Le rétrécissement de l’écart entre un taux long – comme celui des bons de Trésor US à 10 ans – et un taux court est un fait stylisé du cycle économique. Lorsqu’une expansion est bien avancée, l’inflation tend à accélérer. La banque centrale n’a alors d’autre choix que de remonter ses taux mais, en général, ces resserrements monétaires ne sont que partiellement reflétés dans une hausse des taux longs. A un moment donné, les taux ne réagiront plus ou, au contraire, ils pourraient fléchir en réaction à un durcissement de la politique de la banque centrale.
Traditionnellement, un aplatissement est suivi d’une inversion et, par le passé, nous avons pu observer qu’une entrée en récession avait été précédée par un écart négatif entre les taux longs et les taux courts. L’inversion de la courbe est donc un prédicteur conditionnel d’une récession : une récession est précédée par une inversion mais une inversion n’est pas inéluctablement suivie d’une récession. Dans ce cas, il s’agit d’une fausse alerte.
On constate d’ailleurs que le délai entre une inversion et une entrée en récession tend à être long et variable. Sur base d’une analyse statistique rigoureuse, deux chercheurs américains, James Stock et Mark Watson, avaient d’ailleurs déjà conclu en 2003 qu’il existait « des indications que la pente de la courbe des taux était un candidat sérieux comme prédicteur de la croissance de l’activité et de récessions mais que la stabilité de cette proposition aux États-Unis était discutable et que la question de son applicabilité à d’autres pays restait sans réponse ». Le fait que le niveau des taux d’intérêt ne dépende pas uniquement des perspectives de croissance réelle et d’inflation pourrait être un facteur explicatif. La demande pour des obligations à maturité longue peut également refléter un souhait de couverture de risque et de diversification de portefeuilles lorsque la volatilité boursière augmente, les investisseurs tablant sur une corrélation entre les cours boursiers et obligataires qui resterait négative. En outre, des années de politiques monétaires non conventionnelles ont écrasé la prime de terme (prime de risque destinée à ceux qui investissent dans une obligation à maturité longue), à tel point qu’aux Etats-Unis elle est négative depuis plusieurs années. Or, cet écrasement a contribué à un aplatissement de la courbe des taux.
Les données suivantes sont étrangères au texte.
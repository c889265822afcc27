//! # lctrack Core
//!
//! Spaced repetition scheduling for coding practice problems, built on SM-2.
//!
//! - **Scheduler**: the pure SM-2 step, `(state, confidence) -> state`
//! - **Replay**: a problem's state is reconstructed from its full entry history,
//!   ordered by `(timestamp, entry id)`, so it never depends on insertion order
//! - **Storage**: SQLite with transactional record / remove / rebuild
//! - **Event log**: JSONL add/remove history used to merge devices
//! - **Sync**: union of local and backup histories, committed to a git repo
//!
//! ## Quick Start
//!
//! ```rust,ignore
//! use lctrack_core::prelude::*;
//!
//! let storage = Storage::new(None)?;
//! let now = chrono::Utc::now().timestamp();
//!
//! storage.add_problem(NewProblem { id: 1, slug: "two-sum".into(), active: true, ..Default::default() }, now)?;
//!
//! let entry = Entry::new(1, Confidence::new(4)?, now);
//! let state = storage.record_entry(&entry, now)?;
//! println!("next review in {}", format_interval(state.interval));
//! ```

#![warn(rustdoc::missing_crate_level_docs)]

// ============================================================================
// MODULES
// ============================================================================

pub mod events;
pub mod model;
pub mod paths;
pub mod sm2;
pub mod storage;
pub mod sync;

// ============================================================================
// PUBLIC API RE-EXPORTS
// ============================================================================

// Model types
pub use model::{Difficulty, Entry, NewProblem, Problem, TrackerStats};

// SM-2 algorithm
pub use sm2::{
    advance, format_interval, rebuild_states, recompute, Confidence, Rebuild, ScheduleError,
    SchedulingState, Sm2State,
};

// Storage layer
pub use storage::{EntryRemoval, RebuildReport, Result, Storage, StorageError};

// Event log
pub use events::{materialize, merge_histories, Event, EventLog, EventLogError};

// Backup sync
pub use sync::{sync, BackupRepo, CommitInfo, SyncError, SyncReport};

pub use paths::TrackerPaths;

// ============================================================================
// VERSION INFO
// ============================================================================

/// Crate version
pub const VERSION: &str = env!("CARGO_PKG_VERSION");

// ============================================================================
// PRELUDE
// ============================================================================

/// Convenient imports for common usage
pub mod prelude {
    pub use crate::{
        format_interval, Confidence, Difficulty, Entry, Event, EventLog, NewProblem, Problem,
        Result, SchedulingState, Storage, StorageError, TrackerPaths,
    };
}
Malgré le scepticisme économétrique et les biais qui découlent du quantitative easing et du positionnement des investisseurs, la courbe des taux reste un indicateur très populaire. Ceci est probablement dû, du moins en partie, au fait que l’on peut le suivre en temps réel. Il suffit d’ailleurs que suffisamment de gens y croient pour qu’un indicateur, qui est clairement perfectible, prenne de l’importance et finisse par influencer les comportements. Ainsi, l’enquête de la Réserve fédérale d’octobre 2018 auprès des banques montrait qu’en cas d’inversion durable de la courbe, celles-ci resserreraient leurs critères d’octroi de crédit ou augmenteraient leurs taux : elles interprèteraient une inversion comme le signe d’une détérioration de l’environnement économique. En d’autres termes, l’interprétation d’un signal finirait par nourrir la dynamique que l’indicateur est supposé signaler. Il en découle donc qu’une courbe durablement plate, voire inversée, pourrait créer un certain inconfort auprès des investisseurs qui l’interprèteraient comme un clignotant, un signe avant-coureur d’intempéries économique et financière. En revanche, aussi longtemps que les facteurs fondamentaux resteront bons (croissance des revenus et des bénéfices, marché du travail, niveau de taux d’intérêt, fluidité du financement), il n’y aurait pas lieu de s’inquiéter.
Face au dilemme – se fier au signal (perfectible) de la courbe des taux ou aux observations des éléments fondamentaux -, les opérateurs de marché risquent de raccourcir leur horizon d’investissement, et à alimenter ainsi une hausse cyclique de la volatilité. Pour mettre fin à ce dilemme, il faudrait que la courbe se repentifie, soit parce que les données fondamentales ne fléchissent pas (dans ce cas les taux longs remonteraient), soit parce qu’elles se détérioreraient nettement. Dans ce cas, il en résulterait une anticipation d’assouplissements monétaires.
En conclusion, plutôt que de se focaliser sur le risque d’une éventuelle inversion de la courbe des taux, c’est la désinversion qui compte. Au moment où, après un long cycle de resserrements monétaires, la Réserve fédérale se mettait à baisser ses taux, on assisterait alors à une réelle remise en question des perspectives de croissance.